• [Listed entries]
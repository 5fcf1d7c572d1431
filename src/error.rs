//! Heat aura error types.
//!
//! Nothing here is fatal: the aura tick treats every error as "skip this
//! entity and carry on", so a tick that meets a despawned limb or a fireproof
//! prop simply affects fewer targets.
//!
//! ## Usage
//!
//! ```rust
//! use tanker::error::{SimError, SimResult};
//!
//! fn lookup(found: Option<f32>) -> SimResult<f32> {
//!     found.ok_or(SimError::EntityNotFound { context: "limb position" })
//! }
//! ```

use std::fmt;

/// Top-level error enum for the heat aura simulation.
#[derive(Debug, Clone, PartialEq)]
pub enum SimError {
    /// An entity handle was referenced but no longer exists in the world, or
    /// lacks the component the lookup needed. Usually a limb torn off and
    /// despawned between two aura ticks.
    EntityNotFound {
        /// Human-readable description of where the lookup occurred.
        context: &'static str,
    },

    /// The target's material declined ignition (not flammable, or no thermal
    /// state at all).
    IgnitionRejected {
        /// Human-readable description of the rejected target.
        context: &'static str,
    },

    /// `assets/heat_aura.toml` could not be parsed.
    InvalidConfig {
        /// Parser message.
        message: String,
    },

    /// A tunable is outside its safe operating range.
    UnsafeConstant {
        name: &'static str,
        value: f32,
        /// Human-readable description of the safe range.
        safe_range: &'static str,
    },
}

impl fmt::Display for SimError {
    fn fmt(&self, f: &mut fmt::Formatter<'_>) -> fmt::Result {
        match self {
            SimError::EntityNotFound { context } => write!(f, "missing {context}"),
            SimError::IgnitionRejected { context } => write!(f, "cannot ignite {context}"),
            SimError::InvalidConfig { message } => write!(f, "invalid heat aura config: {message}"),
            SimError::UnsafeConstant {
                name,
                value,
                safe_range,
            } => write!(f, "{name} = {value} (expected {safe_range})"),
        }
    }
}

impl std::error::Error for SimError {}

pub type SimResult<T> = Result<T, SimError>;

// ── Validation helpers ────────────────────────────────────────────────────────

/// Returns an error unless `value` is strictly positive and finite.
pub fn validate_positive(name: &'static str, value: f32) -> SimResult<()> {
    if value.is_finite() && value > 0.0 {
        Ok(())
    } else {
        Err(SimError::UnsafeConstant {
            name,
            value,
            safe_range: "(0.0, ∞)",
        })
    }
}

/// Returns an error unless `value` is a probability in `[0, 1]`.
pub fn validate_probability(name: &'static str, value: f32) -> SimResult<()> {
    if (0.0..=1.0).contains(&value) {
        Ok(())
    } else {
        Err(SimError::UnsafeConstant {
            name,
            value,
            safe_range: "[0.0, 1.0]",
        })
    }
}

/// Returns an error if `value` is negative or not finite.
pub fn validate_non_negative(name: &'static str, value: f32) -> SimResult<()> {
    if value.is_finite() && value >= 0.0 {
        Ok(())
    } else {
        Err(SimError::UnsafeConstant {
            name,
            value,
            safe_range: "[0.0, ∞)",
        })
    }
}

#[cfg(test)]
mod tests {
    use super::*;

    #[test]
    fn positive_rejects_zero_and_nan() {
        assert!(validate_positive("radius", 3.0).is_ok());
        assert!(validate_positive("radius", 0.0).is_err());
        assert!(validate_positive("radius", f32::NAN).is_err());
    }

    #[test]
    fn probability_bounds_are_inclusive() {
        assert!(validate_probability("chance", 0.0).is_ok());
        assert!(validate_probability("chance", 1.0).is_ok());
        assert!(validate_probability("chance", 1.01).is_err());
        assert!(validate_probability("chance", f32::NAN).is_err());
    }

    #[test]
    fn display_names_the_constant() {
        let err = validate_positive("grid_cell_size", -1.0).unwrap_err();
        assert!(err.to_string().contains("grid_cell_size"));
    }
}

---

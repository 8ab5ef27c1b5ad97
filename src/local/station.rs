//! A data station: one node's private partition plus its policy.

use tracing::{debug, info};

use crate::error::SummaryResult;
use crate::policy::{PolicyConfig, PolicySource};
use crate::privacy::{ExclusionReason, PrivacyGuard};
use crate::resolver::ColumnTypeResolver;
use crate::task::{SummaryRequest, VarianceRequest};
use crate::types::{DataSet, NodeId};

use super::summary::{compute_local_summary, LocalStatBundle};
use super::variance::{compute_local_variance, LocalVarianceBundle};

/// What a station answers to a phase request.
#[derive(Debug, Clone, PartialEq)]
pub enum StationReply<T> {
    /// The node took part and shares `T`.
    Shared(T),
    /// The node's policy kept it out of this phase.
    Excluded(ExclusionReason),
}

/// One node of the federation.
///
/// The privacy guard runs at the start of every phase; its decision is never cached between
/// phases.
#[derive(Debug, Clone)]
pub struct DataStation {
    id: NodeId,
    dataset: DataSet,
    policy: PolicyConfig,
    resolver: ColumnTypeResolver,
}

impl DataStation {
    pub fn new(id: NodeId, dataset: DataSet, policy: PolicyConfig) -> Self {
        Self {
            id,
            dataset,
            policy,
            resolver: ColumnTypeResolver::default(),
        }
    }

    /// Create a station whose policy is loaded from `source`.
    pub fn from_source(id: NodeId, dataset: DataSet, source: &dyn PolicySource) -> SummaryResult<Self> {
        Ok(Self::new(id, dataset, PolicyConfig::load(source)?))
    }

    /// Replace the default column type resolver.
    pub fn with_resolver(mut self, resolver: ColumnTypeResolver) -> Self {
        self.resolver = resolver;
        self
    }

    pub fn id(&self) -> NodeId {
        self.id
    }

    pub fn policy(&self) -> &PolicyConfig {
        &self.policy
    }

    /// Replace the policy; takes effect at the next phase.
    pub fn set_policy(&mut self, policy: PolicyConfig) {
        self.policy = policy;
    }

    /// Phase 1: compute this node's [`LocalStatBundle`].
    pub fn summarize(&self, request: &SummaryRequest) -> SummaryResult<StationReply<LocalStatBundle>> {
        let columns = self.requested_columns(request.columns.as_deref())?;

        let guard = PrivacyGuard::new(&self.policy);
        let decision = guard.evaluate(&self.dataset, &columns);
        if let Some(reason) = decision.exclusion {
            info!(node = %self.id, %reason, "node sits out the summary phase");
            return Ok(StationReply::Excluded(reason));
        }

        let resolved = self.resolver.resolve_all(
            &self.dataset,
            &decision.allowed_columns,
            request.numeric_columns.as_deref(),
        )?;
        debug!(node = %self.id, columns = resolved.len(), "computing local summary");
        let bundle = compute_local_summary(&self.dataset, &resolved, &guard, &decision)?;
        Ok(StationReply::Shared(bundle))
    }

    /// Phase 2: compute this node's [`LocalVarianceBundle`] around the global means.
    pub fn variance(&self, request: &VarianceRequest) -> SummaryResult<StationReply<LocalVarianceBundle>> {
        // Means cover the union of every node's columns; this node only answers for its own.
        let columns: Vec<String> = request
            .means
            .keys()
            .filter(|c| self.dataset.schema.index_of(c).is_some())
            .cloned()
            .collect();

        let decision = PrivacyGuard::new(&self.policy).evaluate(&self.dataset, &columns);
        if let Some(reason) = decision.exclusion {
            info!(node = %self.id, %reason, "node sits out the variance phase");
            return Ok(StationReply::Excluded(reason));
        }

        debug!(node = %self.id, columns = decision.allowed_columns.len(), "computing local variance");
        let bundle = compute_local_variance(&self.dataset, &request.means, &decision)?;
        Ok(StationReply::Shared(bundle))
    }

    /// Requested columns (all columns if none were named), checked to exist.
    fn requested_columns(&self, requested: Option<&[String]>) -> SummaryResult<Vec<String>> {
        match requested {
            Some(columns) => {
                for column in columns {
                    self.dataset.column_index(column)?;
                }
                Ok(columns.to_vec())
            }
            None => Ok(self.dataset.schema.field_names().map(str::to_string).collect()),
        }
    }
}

...

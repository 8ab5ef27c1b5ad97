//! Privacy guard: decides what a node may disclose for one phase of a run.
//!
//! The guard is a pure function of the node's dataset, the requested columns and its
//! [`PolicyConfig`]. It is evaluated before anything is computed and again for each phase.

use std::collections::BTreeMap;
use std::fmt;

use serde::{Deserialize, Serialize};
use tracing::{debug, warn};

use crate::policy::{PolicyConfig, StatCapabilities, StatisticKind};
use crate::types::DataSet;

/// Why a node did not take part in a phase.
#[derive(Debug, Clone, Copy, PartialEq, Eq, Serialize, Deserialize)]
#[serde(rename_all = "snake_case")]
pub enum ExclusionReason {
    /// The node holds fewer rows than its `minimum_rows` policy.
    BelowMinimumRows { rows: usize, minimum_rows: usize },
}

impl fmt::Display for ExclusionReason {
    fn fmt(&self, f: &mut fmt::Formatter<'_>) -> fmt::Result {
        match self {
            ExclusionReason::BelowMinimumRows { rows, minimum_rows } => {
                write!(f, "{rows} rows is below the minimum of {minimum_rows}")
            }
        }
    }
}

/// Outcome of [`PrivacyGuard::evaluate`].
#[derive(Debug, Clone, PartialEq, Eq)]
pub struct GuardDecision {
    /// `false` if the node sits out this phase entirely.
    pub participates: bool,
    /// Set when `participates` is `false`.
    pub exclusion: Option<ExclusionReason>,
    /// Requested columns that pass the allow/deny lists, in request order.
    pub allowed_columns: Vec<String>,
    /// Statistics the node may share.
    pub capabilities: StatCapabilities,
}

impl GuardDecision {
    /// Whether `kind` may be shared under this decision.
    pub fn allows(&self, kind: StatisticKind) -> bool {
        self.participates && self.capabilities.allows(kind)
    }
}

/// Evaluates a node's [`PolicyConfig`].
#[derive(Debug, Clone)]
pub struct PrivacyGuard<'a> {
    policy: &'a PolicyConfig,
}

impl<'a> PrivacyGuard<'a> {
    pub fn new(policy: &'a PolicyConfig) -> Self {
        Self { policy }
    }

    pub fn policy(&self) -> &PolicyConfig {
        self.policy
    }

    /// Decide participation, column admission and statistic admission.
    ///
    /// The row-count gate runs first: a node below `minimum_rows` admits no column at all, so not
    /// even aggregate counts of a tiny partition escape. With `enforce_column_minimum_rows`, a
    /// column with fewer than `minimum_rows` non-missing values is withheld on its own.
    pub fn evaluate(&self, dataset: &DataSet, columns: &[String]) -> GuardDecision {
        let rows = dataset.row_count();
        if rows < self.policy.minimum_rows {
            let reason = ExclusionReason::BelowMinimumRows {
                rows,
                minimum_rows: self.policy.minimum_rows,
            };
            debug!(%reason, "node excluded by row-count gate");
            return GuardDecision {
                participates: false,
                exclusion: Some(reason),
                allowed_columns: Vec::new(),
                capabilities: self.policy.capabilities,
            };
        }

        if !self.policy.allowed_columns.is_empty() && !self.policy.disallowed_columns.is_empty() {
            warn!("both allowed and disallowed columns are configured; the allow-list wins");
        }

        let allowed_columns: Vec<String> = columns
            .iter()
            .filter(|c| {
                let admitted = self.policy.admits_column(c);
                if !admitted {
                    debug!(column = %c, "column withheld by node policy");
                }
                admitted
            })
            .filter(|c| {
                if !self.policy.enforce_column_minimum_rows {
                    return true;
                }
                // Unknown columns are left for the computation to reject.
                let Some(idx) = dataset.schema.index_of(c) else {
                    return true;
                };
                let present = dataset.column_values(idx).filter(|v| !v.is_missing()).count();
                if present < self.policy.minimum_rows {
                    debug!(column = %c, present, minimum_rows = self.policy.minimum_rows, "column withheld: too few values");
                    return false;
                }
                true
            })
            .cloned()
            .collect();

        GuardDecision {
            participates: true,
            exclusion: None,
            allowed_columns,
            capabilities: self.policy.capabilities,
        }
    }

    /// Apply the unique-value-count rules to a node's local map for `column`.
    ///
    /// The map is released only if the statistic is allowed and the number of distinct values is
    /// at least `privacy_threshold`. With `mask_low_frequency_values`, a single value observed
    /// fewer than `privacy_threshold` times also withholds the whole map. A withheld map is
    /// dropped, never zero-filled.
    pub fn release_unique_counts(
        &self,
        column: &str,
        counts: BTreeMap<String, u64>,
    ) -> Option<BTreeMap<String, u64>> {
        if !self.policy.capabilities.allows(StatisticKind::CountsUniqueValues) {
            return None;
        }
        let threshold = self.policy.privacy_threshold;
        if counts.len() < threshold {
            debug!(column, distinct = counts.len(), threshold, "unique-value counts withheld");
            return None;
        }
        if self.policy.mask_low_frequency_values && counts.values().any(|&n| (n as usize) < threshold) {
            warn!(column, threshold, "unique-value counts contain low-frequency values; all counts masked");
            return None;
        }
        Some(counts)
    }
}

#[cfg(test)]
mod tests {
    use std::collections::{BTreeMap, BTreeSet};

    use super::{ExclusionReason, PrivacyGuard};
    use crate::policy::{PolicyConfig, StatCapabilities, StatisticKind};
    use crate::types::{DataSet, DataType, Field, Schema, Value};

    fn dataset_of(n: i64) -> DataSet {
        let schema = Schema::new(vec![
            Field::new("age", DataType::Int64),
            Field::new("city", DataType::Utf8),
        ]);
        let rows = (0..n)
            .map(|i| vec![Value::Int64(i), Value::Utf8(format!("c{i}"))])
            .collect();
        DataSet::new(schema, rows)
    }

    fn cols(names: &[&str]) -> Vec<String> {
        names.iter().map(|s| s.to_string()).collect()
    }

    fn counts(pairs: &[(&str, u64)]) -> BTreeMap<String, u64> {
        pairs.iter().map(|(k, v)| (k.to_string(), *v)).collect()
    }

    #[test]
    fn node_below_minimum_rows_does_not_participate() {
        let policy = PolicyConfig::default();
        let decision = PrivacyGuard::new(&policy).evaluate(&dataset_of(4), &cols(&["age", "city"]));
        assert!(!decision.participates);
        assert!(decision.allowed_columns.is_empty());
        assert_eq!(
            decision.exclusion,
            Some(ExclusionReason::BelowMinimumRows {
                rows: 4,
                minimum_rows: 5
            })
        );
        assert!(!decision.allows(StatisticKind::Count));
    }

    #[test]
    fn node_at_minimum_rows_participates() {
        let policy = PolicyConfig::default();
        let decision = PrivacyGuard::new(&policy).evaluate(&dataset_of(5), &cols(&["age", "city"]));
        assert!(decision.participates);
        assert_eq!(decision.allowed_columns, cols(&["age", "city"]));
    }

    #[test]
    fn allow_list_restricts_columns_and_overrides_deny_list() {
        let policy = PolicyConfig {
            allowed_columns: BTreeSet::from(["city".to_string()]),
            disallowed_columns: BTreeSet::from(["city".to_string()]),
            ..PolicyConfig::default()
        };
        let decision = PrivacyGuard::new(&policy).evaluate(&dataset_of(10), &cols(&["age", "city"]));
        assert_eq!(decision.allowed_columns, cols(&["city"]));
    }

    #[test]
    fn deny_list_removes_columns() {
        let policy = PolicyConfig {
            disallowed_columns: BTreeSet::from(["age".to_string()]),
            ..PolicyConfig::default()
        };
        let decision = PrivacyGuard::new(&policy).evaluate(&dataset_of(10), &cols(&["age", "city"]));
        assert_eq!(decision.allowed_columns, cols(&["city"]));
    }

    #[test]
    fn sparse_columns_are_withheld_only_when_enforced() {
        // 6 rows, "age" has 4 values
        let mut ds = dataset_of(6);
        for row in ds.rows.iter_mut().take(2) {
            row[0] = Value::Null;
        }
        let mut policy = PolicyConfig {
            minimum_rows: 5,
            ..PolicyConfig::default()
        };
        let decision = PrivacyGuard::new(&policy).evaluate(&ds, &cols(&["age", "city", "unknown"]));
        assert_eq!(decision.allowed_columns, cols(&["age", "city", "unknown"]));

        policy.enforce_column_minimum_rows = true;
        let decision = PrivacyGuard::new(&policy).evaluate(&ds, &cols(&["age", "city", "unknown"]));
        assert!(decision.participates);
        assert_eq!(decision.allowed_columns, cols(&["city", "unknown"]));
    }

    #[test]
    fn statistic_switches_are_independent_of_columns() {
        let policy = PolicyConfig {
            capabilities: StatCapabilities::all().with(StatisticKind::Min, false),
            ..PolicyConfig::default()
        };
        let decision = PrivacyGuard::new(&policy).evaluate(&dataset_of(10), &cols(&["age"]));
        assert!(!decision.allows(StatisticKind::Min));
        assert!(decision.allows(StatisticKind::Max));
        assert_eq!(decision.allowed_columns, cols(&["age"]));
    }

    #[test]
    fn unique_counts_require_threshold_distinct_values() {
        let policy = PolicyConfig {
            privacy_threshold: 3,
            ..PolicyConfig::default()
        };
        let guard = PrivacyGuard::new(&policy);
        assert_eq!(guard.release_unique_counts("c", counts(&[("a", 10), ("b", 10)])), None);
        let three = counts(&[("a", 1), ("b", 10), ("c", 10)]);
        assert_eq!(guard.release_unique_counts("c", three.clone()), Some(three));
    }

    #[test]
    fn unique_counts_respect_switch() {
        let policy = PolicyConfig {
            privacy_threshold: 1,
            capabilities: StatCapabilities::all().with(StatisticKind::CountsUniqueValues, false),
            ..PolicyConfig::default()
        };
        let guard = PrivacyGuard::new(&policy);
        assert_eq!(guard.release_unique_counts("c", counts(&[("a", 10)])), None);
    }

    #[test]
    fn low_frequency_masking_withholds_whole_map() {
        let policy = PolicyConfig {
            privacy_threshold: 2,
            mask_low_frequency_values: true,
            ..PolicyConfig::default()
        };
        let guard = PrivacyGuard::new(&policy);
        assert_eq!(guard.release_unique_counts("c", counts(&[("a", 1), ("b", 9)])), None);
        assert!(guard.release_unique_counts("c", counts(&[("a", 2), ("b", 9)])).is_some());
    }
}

• [Exercise description]
Will you return exactly the lines above from the one with "pub struct DataStation" down to the one with "Phase 1: compute", counting both as part of the range?

• [Exercise result]
pub struct DataStation {
    id: NodeId,
    dataset: DataSet,
    policy: PolicyConfig,
    resolver: ColumnTypeResolver,
}

impl DataStation {
    pub fn new(id: NodeId, dataset: DataSet, policy: PolicyConfig) -> Self {
        Self {
            id,
            dataset,
            policy,
            resolver: ColumnTypeResolver::default(),
        }
    }

    /// Create a station whose policy is loaded from `source`.
    pub fn from_source(id: NodeId, dataset: DataSet, source: &dyn PolicySource) -> SummaryResult<Self> {
        Ok(Self::new(id, dataset, PolicyConfig::load(source)?))
    }

    /// Replace the default column type resolver.
    pub fn with_resolver(mut self, resolver: ColumnTypeResolver) -> Self {
        self.resolver = resolver;
        self
    }

    pub fn id(&self) -> NodeId {
        self.id
    }

    pub fn policy(&self) -> &PolicyConfig {
        &self.policy
    }

    /// Replace the policy; takes effect at the next phase.
    pub fn set_policy(&mut self, policy: PolicyConfig) {
        self.policy = policy;
    }

    /// Phase 1: compute this node's [`LocalStatBundle`].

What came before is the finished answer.